Reputation: 6229
I need to create a fixed length text file from data in a database. The data export is no problem, and loading data into Go also works. How would I print the data in a fixed length style?
I have the following struct
type D struct {
A10 string // Should be 10 characters in result file
A20 string // Should be 20 characters in result file
A50 string // Should be 50 characters in result file
}
var d := D{ "ten", "twenty", "fifty" }
So, the result of the printed struct should be
| ten| twenty| fifty|
I already figured out, that fmt.Printf("%10s", "ten")

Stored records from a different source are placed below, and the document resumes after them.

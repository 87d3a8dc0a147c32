//! rustls-backed [`TlsEngine`].
//!
//! Bridges rustls's `read_tls`/`write_tls` transport interface onto the
//! context hooks via small `io::Read`/`io::Write` adapters: a hook `Retry`
//! becomes `WouldBlock`, which rustls surfaces back out of
//! `read_tls`/`write_tls` unchanged. Certificate and hostname verification
//! stay rustls's own (configure a custom `ServerCertVerifier` on the
//! `ClientConfig` to intercept them).

use std::io::{self, Read as _, Write as _};
use std::sync::Arc;

use rustls::pki_types::ServerName;
use rustls::{ClientConfig, ClientConnection};

use crate::error::BucketError;
use crate::tls::engine::{EngineError, EngineIo, HookError, TlsEngine};
use crate::tls::init_tls_once;

struct HookReader<'a, 'b>(&'a mut EngineIo<'b>);

impl io::Read for HookReader<'_, '_> {
    fn read(&mut self, buf: &mut [u8]) -> io::Result<usize> {
        match self.0.underlying_read(buf) {
            Ok(n) => Ok(n),
            Err(HookError::Retry) => Err(io::ErrorKind::WouldBlock.into()),
            Err(HookError::Failed) => Err(io::Error::other("transport read failed")),
        }
    }
}

struct HookWriter<'a, 'b>(&'a mut EngineIo<'b>);

impl io::Write for HookWriter<'_, '_> {
    fn write(&mut self, buf: &[u8]) -> io::Result<usize> {
        match self.0.underlying_write(buf) {
            Ok(n) => Ok(n),
            Err(HookError::Retry) => Err(io::ErrorKind::WouldBlock.into()),
            Err(HookError::Failed) => Err(io::Error::other("transport write failed")),
        }
    }

    fn flush(&mut self) -> io::Result<()> {
        Ok(())
    }
}

/// A client-side TLS engine over [`rustls::ClientConnection`].
pub struct RustlsEngine {
    conn: ClientConnection,
}

impl RustlsEngine {
    /// Create a session toward `server_name`. Installs the process-wide
    /// crypto provider on first use.
    pub fn new(
        config: Arc<ClientConfig>,
        server_name: ServerName<'static>,
    ) -> Result<Self, BucketError> {
        init_tls_once(|| {
            let _ = rustls::crypto::ring::default_provider().install_default();
        });
        let conn = ClientConnection::new(config, server_name)
            .map_err(|err| BucketError::Engine(err.to_string()))?;
        Ok(RustlsEngine { conn })
    }

    /// Move queued ciphertext (handshake records, alerts, data) into the
    /// pending aggregate.
    fn flush_output(&mut self, io: &mut EngineIo<'_>) -> Result<(), EngineError> {
        while self.conn.wants_write() {
            let mut writer = HookWriter(&mut *io);
            match self.conn.write_tls(&mut writer) {
                Ok(_) => {}
                Err(err) if err.kind() == io::ErrorKind::WouldBlock => {
                    return Err(EngineError::WantWrite)
                }
                Err(_) => return Err(EngineError::Syscall),
            }
        }
        Ok(())
    }

    /// Drive the handshake as far as the transport allows.
    fn advance(&mut self, io: &mut EngineIo<'_>) -> Result<(), EngineError> {
        loop {
            self.flush_output(io)?;
            if !self.conn.is_handshaking() {
                return Ok(());
            }
            let mut reader = HookReader(&mut *io);
            match self.conn.read_tls(&mut reader) {
                Ok(0) => return Err(EngineError::Syscall),
                Ok(_) => {
                    self.conn
                        .process_new_packets()
                        .map_err(|err| EngineError::Fatal(err.to_string()))?;
                }
                Err(err) if err.kind() == io::ErrorKind::WouldBlock => {
                    return Err(EngineError::WantRead)
                }
                Err(_) => return Err(EngineError::Syscall),
            }
        }
    }
}

impl TlsEngine for RustlsEngine {
    fn write_plaintext(&mut self, io: &mut EngineIo<'_>, data: &[u8]) -> Result<usize, EngineError> {
        self.advance(io)?;
        let n = self
            .conn
            .writer()
            .write(data)
            .map_err(|err| EngineError::Fatal(err.to_string()))?;
        self.flush_output(io)?;
        Ok(n)
    }

    fn read_plaintext(
        &mut self,
        io: &mut EngineIo<'_>,
        buf: &mut [u8],
    ) -> Result<usize, EngineError> {
        loop {
            self.flush_output(io)?;
            match self.conn.reader().read(buf) {
                Ok(0) => return Err(EngineError::Closed),
                Ok(n) => return Ok(n),
                Err(err) if err.kind() == io::ErrorKind::WouldBlock => {
                    let mut reader = HookReader(&mut *io);
                    match self.conn.read_tls(&mut reader) {
                        Ok(0) => return Err(EngineError::Syscall),
                        Ok(_) => {
                            let state = self
                                .conn
                                .process_new_packets()
                                .map_err(|err| EngineError::Fatal(err.to_string()))?;
                            if state.peer_has_closed() && state.plaintext_bytes_to_read() == 0 {
                                return Err(EngineError::Closed);
                            }
                        }
                        Err(err) if err.kind() == io::ErrorKind::WouldBlock => {
                            return Err(EngineError::WantRead)
                        }
                        Err(_) => return Err(EngineError::Syscall),
                    }
                }
                Err(err) => return Err(EngineError::Fatal(err.to_string())),
            }
        }
    }

    fn in_handshake(&self) -> bool {
        self.conn.is_handshaking()
    }
}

will prepend up until 10 leading spaces, but I couldn't figure out how to stop it from overflowing: fmt.Printf("%10s", "tenaaaaaaaa")
will print 11 characters.
I thought about a function which goes through every field and cuts out too long strings:
func trimTooLong(d *D) {
d.A10 = d.A10[:10]
d.A20 = d.A20[:20]
d.A50 = d.A20[:50]
}
Would there be a better approach?
Upvotes: 3
Views: 7479
Reputation: 58349
You can use the precision in the string format to truncate the output as the field width.
fmt.Printf("%5.5s", "Hello, world")
fmt.Printf("%5.5s", "A")
will output "Hello A"
.
So in your example, this will do the trick:
fmt.Printf("%10.10s%20.20s%50.50s", d.A10, d.A20, d.A50)
Upvotes: 8
Reputation: 99351
Your approach is fine really, but IMO you should rethink your goal with that code.
A clean way to implement it without TextMarshaler or String is using something like:
func writeTrimmed(w io.Writer, in []*D) error {
for _, d := range in {
a10, a20, a50 := d.A10, d.A20, d.A50
if len(a10) > 10 {
a10 = a10[:10]
}
if len(a20) > 20 {
a20 = a20[:20]
}
if len(a50) > 50 {
a50 = a50[:50]
}
if _, err := fmt.Fprintf(w, "|%10s|%20s|%50s|\n", a10, a20, a50); err != nil {
return err
}
}
return nil
}
Upvotes: 0
Reputation: 9519
I think that your method is fine. You could also use the TextMarhsaler
or the Stringer
interface to do it more cleanly than with a function.